When I first added him, he hunkered down in a corner and stayed quiet. After a few days, though, I came home, he'd made a burrow for himself, and the next day he was eating frozen mysis, Formula 1 pellets, and Formula 2 pellets (didn't care for the frozen formula 2, oddly). That was about a week ago.
Since then he eats daily, his color has perked up, and he has stopped hiding so much in his burrow.
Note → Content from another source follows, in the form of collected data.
// Recent form: decayed, tier-weighted results scored against expectation.

use courtline_core::config::FormConfig;
use serde::Serialize;

use crate::elo::{expected_score, rank_to_elo};
use crate::factors::{FactorKind, FactorResult, PlayerHistory};

/// Score reported when the sample is too small.
pub const NEUTRAL_FORM: f64 = 50.0;

const EXPECTED_MIN: f64 = 0.05;
const EXPECTED_MAX: f64 = 0.95;
/// Upsets and surprise losses weigh up to this multiple of an expected result.
const MAX_SURPRISE_MULTIPLIER: f64 = 3.0;
/// How many later results may confirm an upset.
const CONFIRMATION_LOOKAHEAD: usize = 2;

/// One scored match, kept for the detail view.
#[derive(Debug, Clone, Serialize)]
pub struct FormEntry {
    pub match_id: i64,
    pub won: bool,
    /// Pre-match win expectation, clamped to [0.05, 0.95].
    pub expected: f64,
    pub weight: f64,
    pub upset: bool,
    pub confirmed: bool,
}

/// Spread of opponent strength across a player's losses.
#[derive(Debug, Clone, Copy, Serialize)]
pub struct LossQuality {
    /// Mean of `1 - expected` over losses: high when losses came against
    /// stronger opponents.
    pub mean: f64,
    pub std_dev: f64,
}

#[derive(Debug, Clone, Serialize)]
pub struct FormScore {
    /// 0-100, 50 is neutral.
    pub score: f64,
    pub wins: usize,
    pub losses: usize,
    pub has_data: bool,
    pub loss_quality: Option<LossQuality>,
    pub entries: Vec<FormEntry>,
}

impl FormScore {
    fn neutral(wins: usize, losses: usize, entries: Vec<FormEntry>) -> Self {
        Self {
            score: NEUTRAL_FORM,
            wins,
            losses,
            has_data: false,
            loss_quality: None,
            entries,
        }
    }

    pub fn matches(&self) -> usize {
        self.wins + self.losses
    }
}

/// Value of a result relative to an expected one: 1.0 for an expected
/// outcome, rising to 3.0 for the largest surprises.
fn surprise_multiplier(won: bool, expected: f64) -> f64 {
    let surprise = if won { 0.5 - expected } else { expected - 0.5 };
    let scaled = (surprise / (0.5 - EXPECTED_MIN)).clamp(0.0, 1.0);
    1.0 + (MAX_SURPRISE_MULTIPLIER - 1.0) * scaled
}

/// Score a player's recent form.
///
/// Algorithm:
/// 1. Take up to `window` completed matches, most recent first.
/// 2. Weight each by `position_decay^i * tier weight * exp(-days / date_decay_days)`.
/// 3. Expected result comes from the rank-derived Elo of both players at
///    match time; when either rank is unknown the match counts as even.
/// 4. Upset wins and surprise losses scale by up to 3x. An upset confirmed
///    by another upset win in the next two results is boosted (capped);
///    an isolated upset keeps only half its bonus.
/// 5. Score = 100 * weighted wins / (weighted wins + weighted losses).
pub fn score_form(history: &PlayerHistory, current_rank: Option<u32>, cfg: &FormConfig) -> FormScore {
    let ids = &history.identities;
    let mut entries: Vec<FormEntry> = history
        .played()
        .take(cfg.window)
        .enumerate()
        .map(|(i, m)| {
            let won = m.won_by(ids);
            let own = m.own_rank(ids).or(current_rank);
            let (_, opp) = m.opponent_of(ids);
            let expected = match (own, opp) {
                (Some(o), Some(p)) => expected_score(rank_to_elo(o), rank_to_elo(p)),
                _ => 0.5,
            }
            .clamp(EXPECTED_MIN, EXPECTED_MAX);
            let days = history.days_since(m, cfg.undated_age_days) as f64;
            let weight = cfg.position_decay.powi(i as i32)
                * m.category().form_weight()
                * (-days / cfg.date_decay_days).exp();
            FormEntry {
                match_id: m.id,
                won,
                expected,
                weight,
                upset: won && expected < cfg.upset_threshold,
                confirmed: false,
            }
        })
        .collect();

    let wins = entries.iter().filter(|e| e.won).count();
    let losses = entries.len() - wins;
    if entries.len() < cfg.min_matches {
        return FormScore::neutral(wins, losses, entries);
    }

    // Entries are most recent first, so the results that followed entry `i`
    // sit at indices i-1 and i-2.
    let upset_flags: Vec<bool> = entries.iter().map(|e| e.upset).collect();
    for (i, entry) in entries.iter_mut().enumerate() {
        if !entry.upset {
            continue;
        }
        let confirmations = (1..=CONFIRMATION_LOOKAHEAD)
            .filter_map(|step| i.checked_sub(step))
            .filter(|&j| upset_flags[j])
            .count();
        entry.confirmed = confirmations > 0;
        if entry.confirmed {
            let boost = cfg
                .confirmation_boost
                .powi(confirmations as i32)
                .min(cfg.confirmation_cap);
            entry.weight *= boost;
        }
    }

    let mut won_total = 0.0;
    let mut lost_total = 0.0;
    for e in &entries {
        let mut mult = surprise_multiplier(e.won, e.expected);
        if e.upset && !e.confirmed {
            mult = 1.0 + (mult - 1.0) / 2.0;
        }
        if e.won {
            won_total += e.weight * mult;
        } else {
            lost_total += e.weight * mult;
        }
    }

    let total = won_total + lost_total;
    if total <= f64::EPSILON {
        return FormScore::neutral(wins, losses, entries);
    }

    FormScore {
        score: 100.0 * won_total / total,
        wins,
        losses,
        has_data: true,
        loss_quality: loss_quality(&entries),
        entries,
    }
}

fn loss_quality(entries: &[FormEntry]) -> Option<LossQuality> {
    let values: Vec<f64> = entries
        .iter()
        .filter(|e| !e.won)
        .map(|e| 1.0 - e.expected)
        .collect();
    if values.is_empty() {
        return None;
    }
    let n = values.len() as f64;
    let mean = values.iter().sum::<f64>() / n;
    let variance = values.iter().map(|v| (v - mean).powi(2)).sum::<f64>() / n;
    Some(LossQuality {
        mean,
        std_dev: variance.sqrt(),
    })
}

/// Combine both sides' form into an advantage.
///
/// The score difference is tanh-bounded so one lopsided sample cannot
/// dominate. A stability term rewards the side whose losses came against
/// stronger opponents, damped when either side's losses are scattered.
pub fn form_factor(a: &FormScore, b: &FormScore, cfg: &FormConfig, weight: f64) -> FactorResult {
    if !a.has_data || !b.has_data {
        return FactorResult::neutral(FactorKind::Form, weight)
            .with_detail("score_a", a.score)
            .with_detail("score_b", b.score)
            .with_detail("matches_a", a.matches() as f64)
            .with_detail("matches_b", b.matches() as f64);
    }

    let base = ((a.score - b.score) / cfg.score_scale).tanh();
    let stability = match (a.loss_quality, b.loss_quality) {
        (Some(la), Some(lb)) => {
            let damping = (1.0 - 2.0 * la.std_dev.max(lb.std_dev)).clamp(0.0, 1.0);
            (la.mean - lb.mean) * cfg.stability_weight * damping
        }
        _ => 0.0,
    };

    FactorResult::new(FactorKind::Form, base + stability, weight)
        .with_detail("score_a", a.score)
        .with_detail("score_b", b.score)
        .with_detail("matches_a", a.matches() as f64)
        .with_detail("matches_b", b.matches() as f64)
        .with_detail("stability", stability)
}

#[cfg(test)]
mod tests {
    use super::*;
    use crate::factors::test_support::{day, history, played, ranked};

    const ME: i64 = 1;

    fn cfg() -> FormConfig {
        FormConfig::default()
    }

    #[test]
    fn too_few_matches_is_neutral() {
        let as_of = day(2026, 5, 1);
        let h = history(
            ME,
            as_of,
            vec![played(day(2026, 4, 20), ME, 2), played(day(2026, 4, 10), ME, 3)],
        );
        let f = score_form(&h, Some(50), &cfg());
        assert!(!f.has_data);
        assert_eq!(f.score, NEUTRAL_FORM);
        assert_eq!(f.wins, 2);
    }

    #[test]
    fn no_matches_is_neutral() {
        let h = history(ME, day(2026, 5, 1), vec![]);
        let f = score_form(&h, None, &cfg());
        assert!(!f.has_data);
        assert_eq!(f.matches(), 0);
    }

    #[test]
    fn walkovers_do_not_count() {
        let as_of = day(2026, 5, 1);
        let mut wo = played(day(2026, 4, 25), ME, 9);
        wo.walkover = true;
        let h = history(
            ME,
            as_of,
            vec![wo, played(day(2026, 4, 20), ME, 2), played(day(2026, 4, 10), 3, ME)],
        );
        assert!(!score_form(&h, None, &cfg()).has_data);
    }

    #[test]
    fn all_wins_scores_100_and_all_losses_0() {
        let as_of = day(2026, 5, 1);
        let wins = history(
            ME,
            as_of,
            (1..=5).map(|d| played(day(2026, 4, d), ME, 10 + d as i64)).collect(),
        );
        let f = score_form(&wins, None, &cfg());
        assert!(f.has_data);
        assert!((f.score - 100.0).abs() < 1e-9);

        let losses = history(
            ME,
            as_of,
            (1..=5).map(|d| played(day(2026, 4, d), 10 + d as i64, ME)).collect(),
        );
        assert!(score_form(&losses, None, &cfg()).score.abs() < 1e-9);
    }

    #[test]
    fn upset_win_outweighs_expected_win() {
        let as_of = day(2026, 5, 1);
        // Same record (2 wins, 2 losses, alternating), but the first
        // player's most recent win is a big upset.
        let upset_side = history(
            ME,
            as_of,
            vec![
                ranked(played(day(2026, 4, 28), ME, 20), 200, 5),
                ranked(played(day(2026, 4, 26), 21, ME), 100, 200),
                ranked(played(day(2026, 4, 24), ME, 22), 200, 210),
                ranked(played(day(2026, 4, 22), 23, ME), 100, 200),
            ],
        );
        let plain_side = history(
            ME,
            as_of,
            vec![
                ranked(played(day(2026, 4, 28), ME, 20), 200, 210),
                ranked(played(day(2026, 4, 26), 21, ME), 100, 200),
                ranked(played(day(2026, 4, 24), ME, 22), 200, 210),
                ranked(played(day(2026, 4, 22), 23, ME), 100, 200),
            ],
        );
        let a = score_form(&upset_side, Some(200), &cfg());
        let b = score_form(&plain_side, Some(200), &cfg());
        assert!(a.entries[0].upset);
        assert!(a.score > b.score);
    }

    #[test]
    fn confirmed_upset_is_boosted() {
        let as_of = day(2026, 5, 1);
        let h = history(
            ME,
            as_of,
            vec![
                ranked(played(day(2026, 4, 28), ME, 20), 300, 10),
                ranked(played(day(2026, 4, 26), ME, 21), 300, 12),
                ranked(played(day(2026, 4, 24), 22, ME), 100, 300),
            ],
        );
        let f = score_form(&h, Some(300), &cfg());
        // The older upset (index 1) is followed by another upset (index 0).
        assert!(f.entries[1].confirmed);
        // The most recent upset has nothing after it yet.
        assert!(!f.entries[0].confirmed);
    }

    #[test]
    fn surprise_multiplier_bounds() {
        assert!((surprise_multiplier(true, 0.95) - 1.0).abs() < 1e-12);
        assert!((surprise_multiplier(true, 0.05) - 3.0).abs() < 1e-12);
        assert!((surprise_multiplier(false, 0.95) - 3.0).abs() < 1e-12);
        assert!((surprise_multiplier(false, 0.30) - 1.0).abs() < 1e-12);
    }

    #[test]
    fn factor_is_neutral_when_either_side_lacks_data() {
        let as_of = day(2026, 5, 1);
        let full = history(
            ME,
            as_of,
            (1..=5).map(|d| played(day(2026, 4, d), ME, 10 + d as i64)).collect(),
        );
        let empty = history(2, as_of, vec![]);
        let a = score_form(&full, None, &cfg());
        let b = score_form(&empty, None, &cfg());
        let f = form_factor(&a, &b, &cfg(), 0.2);
        assert!(!f.has_data());
        assert_eq!(f.advantage(), 0.0);
    }

    #[test]
    fn factor_favours_better_form_and_is_bounded() {
        let as_of = day(2026, 5, 1);
        let good = history(
            ME,
            as_of,
            (1..=6).map(|d| played(day(2026, 4, d), ME, 10 + d as i64)).collect(),
        );
        let bad = history(
            2,
            as_of,
            (1..=6).map(|d| played(day(2026, 4, d), 10 + d as i64, 2)).collect(),
        );
        let a = score_form(&good, None, &cfg());
        let b = score_form(&bad, None, &cfg());
        let f = form_factor(&a, &b, &cfg(), 0.2);
        assert!(f.has_data());
        assert!(f.advantage() > 0.9 && f.advantage() <= 1.0);
        let g = form_factor(&b, &a, &cfg(), 0.2);
        assert!(g.advantage() < -0.9);
    }

    fn even_form(loss_quality: Option<LossQuality>) -> FormScore {
        FormScore {
            score: 60.0,
            wins: 3,
            losses: 2,
            has_data: true,
            loss_quality,
            entries: Vec::new(),
        }
    }

    fn lq(mean: f64, std_dev: f64) -> Option<LossQuality> {
        Some(LossQuality { mean, std_dev })
    }

    fn stability(f: &FactorResult) -> f64 {
        f.details["stability"]
    }

    #[test]
    fn losses_to_stronger_opponents_earn_stability() {
        let a = even_form(lq(0.7, 0.0));
        let b = even_form(lq(0.3, 0.0));
        let f = form_factor(&a, &b, &cfg(), 0.2);
        // Equal scores, so the stability term is the whole advantage.
        assert!((stability(&f) - 0.4 * 0.15).abs() < 1e-12);
        assert!((f.advantage() - stability(&f)).abs() < 1e-12);

        let g = form_factor(&b, &a, &cfg(), 0.2);
        assert!((stability(&g) + 0.4 * 0.15).abs() < 1e-12);
    }

    #[test]
    fn scattered_losses_damp_stability() {
        let b = even_form(lq(0.3, 0.0));
        let terms: Vec<f64> = [0.0, 0.1, 0.3, 0.5, 0.8]
            .iter()
            .map(|&sd| stability(&form_factor(&even_form(lq(0.7, sd)), &b, &cfg(), 0.2)))
            .collect();
        assert!(terms.windows(2).take(3).all(|w| w[1] < w[0]));
        assert!((terms[1] - 0.06 * 0.8).abs() < 1e-12);
        assert_eq!(terms[3], 0.0);
        assert_eq!(terms[4], 0.0);

        // Either side's spread damps the term.
        let noisy_b = even_form(lq(0.3, 0.3));
        let f = form_factor(&even_form(lq(0.7, 0.0)), &noisy_b, &cfg(), 0.2);
        assert!((stability(&f) - 0.06 * 0.4).abs() < 1e-12);
    }

    #[test]
    fn stability_is_zero_when_a_side_has_no_losses() {
        for (a, b) in [
            (even_form(None), even_form(lq(0.2, 0.0))),
            (even_form(lq(0.9, 0.0)), even_form(None)),
            (even_form(None), even_form(None)),
        ] {
            let f = form_factor(&a, &b, &cfg(), 0.2);
            assert_eq!(stability(&f), 0.0);
            assert_eq!(f.advantage(), 0.0);
        }
    }

    #[test]
    fn loss_quality_reflects_opponent_strength() {
        let as_of = day(2026, 5, 1);
        let wins = |first: i64| -> Vec<_> {
            (1..=3)
                .map(|d| ranked(played(day(2026, 4, d), ME, first + d as i64), 100, 150))
                .collect()
        };
        let mut strong = wins(10);
        strong.push(ranked(played(day(2026, 4, 10), 20, ME), 5, 100));
        strong.push(ranked(played(day(2026, 4, 12), 21, ME), 8, 100));
        let mut weak = wins(30);
        weak.push(ranked(played(day(2026, 4, 10), 40, ME), 400, 100));
        weak.push(ranked(played(day(2026, 4, 12), 41, ME), 500, 100));

        let a = score_form(&history(ME, as_of, strong), Some(100), &cfg());
        let b = score_form(&history(ME, as_of, weak), Some(100), &cfg());
        let (la, lb) = (a.loss_quality.unwrap(), b.loss_quality.unwrap());
        assert!(la.mean > 0.5);
        assert!(lb.mean < 0.5);

        let f = form_factor(&even_form(a.loss_quality), &even_form(b.loss_quality), &cfg(), 0.2);
        assert!(stability(&f) > 0.0);
    }
}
<Sounds like he has adjusted well. Very good.>
My only concern is that he's moved burrows probably three or four times, from the back of the tank, to the front of the tank, to the side, back to the front. After the first two times, I thought perhaps the issue was the
depth of the substrate (currently a fairly coarse aragonite), so I have added some additional mixed coarseness substrate to some of the areas where the substrate was a little thinner (2" - 2 1/2") and he seemed to want to hang out. Despite this, he's moved out and back twice more - I even caught him in the act this morning:
<Something is harassing him.>
When I got home after work today, he'd made the burrow featured in the video, covered one of my plate corals with substrate...and then moved back to his original burrow in the back. After a somewhat rambling intro (my apologies), my question is - is this behavior something I need to be concerned about? Perhaps a symptom of displeasure with the substrate? Or is this just normal behavior?
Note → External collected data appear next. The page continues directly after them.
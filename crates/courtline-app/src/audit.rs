// Background audit trail: stake decisions are queued on a bounded channel and
// persisted by a single writer task, so evaluation never waits on the store.

use std::sync::Arc;

use courtline_core::audit::{AuditSink, StakeAuditRecord};
use courtline_core::db::Database;
use tokio::sync::mpsc;
use tokio::task::JoinHandle;
use tracing::{info, warn};

/// Queue depth before records start being dropped.
pub const AUDIT_QUEUE_DEPTH: usize = 256;

/// Audit sink that forwards records to a writer task.
///
/// `record` never blocks: when the queue is full or the writer has gone
/// away, the record is dropped with a warning.
#[derive(Debug, Clone)]
pub struct ChannelAuditSink {
    tx: mpsc::Sender<StakeAuditRecord>,
}

impl ChannelAuditSink {
    pub fn new(tx: mpsc::Sender<StakeAuditRecord>) -> Self {
        Self { tx }
    }
}

impl AuditSink for ChannelAuditSink {
    fn record(&self, record: StakeAuditRecord) {
        if let Err(e) = self.tx.try_send(record) {
            match e {
                mpsc::error::TrySendError::Full(r) => {
                    warn!("audit queue full; dropping record for {}", r.selection)
                }
                mpsc::error::TrySendError::Closed(r) => {
                    warn!("audit writer stopped; dropping record for {}", r.selection)
                }
            }
        }
    }
}

/// Spawn the writer task. It drains `rx` until every sender is dropped and
/// returns the number of records persisted.
pub fn spawn_audit_writer(
    db: Arc<Database>,
    mut rx: mpsc::Receiver<StakeAuditRecord>,
) -> JoinHandle<usize> {
    tokio::spawn(async move {
        let mut written = 0;
        while let Some(record) = rx.recv().await {
            let db = db.clone();
            let result = tokio::task::spawn_blocking(move || db.record_stake_audit(&record)).await;
            match result {
                Ok(Ok(())) => written += 1,
                Ok(Err(e)) => warn!("failed to persist stake audit: {e:#}"),
                Err(e) => warn!("stake audit write panicked: {e}"),
            }
        }
        info!("audit writer finished after {written} records");
        written
    })
}

/// Build a connected sink/writer pair.
pub fn audit_channel(db: Arc<Database>) -> (ChannelAuditSink, JoinHandle<usize>) {
    let (tx, rx) = mpsc::channel(AUDIT_QUEUE_DEPTH);
    (ChannelAuditSink::new(tx), spawn_audit_writer(db, rx))
}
<They will move from time to time, but if he is moving constantly, he is unhappy with something - it is usually harassing tankmates. I would suspect the Angel or the Wrasse>>
If you don't mind my asking a quick follow-up question, my Pygmy Angelfish is, right now, very very small - maybe 3/4" long. I was concerned that as it grew, I might be overstocking my tank with the other three fish. Do you agree, or should I be comfortable with those four fish going forward?
<It is a bit overstocked in my opinion, more from a psychological crowding perspective. The Pygmy Angel in particular is a rather boisterous\territorial fish.>
I wanted to thank you for the service you provide - it's a wealth of information, and I try to read some several times a week. I've learned a ton, and I consider myself a better aquarist for it (including my
ownership of the Conscientious Marine Aquarist). Thanks very much for your time.
<My pleasure>
Take care,

Re: Jawfish: System/Behavior/Compatibility 4/8/2009
Thanks for the prompt response - I hadn't seen any harassment, nor competition for food, as I made sure to feed the other fish up front generally, and target feed the Jawfish with a turkey baster one pellet at a time.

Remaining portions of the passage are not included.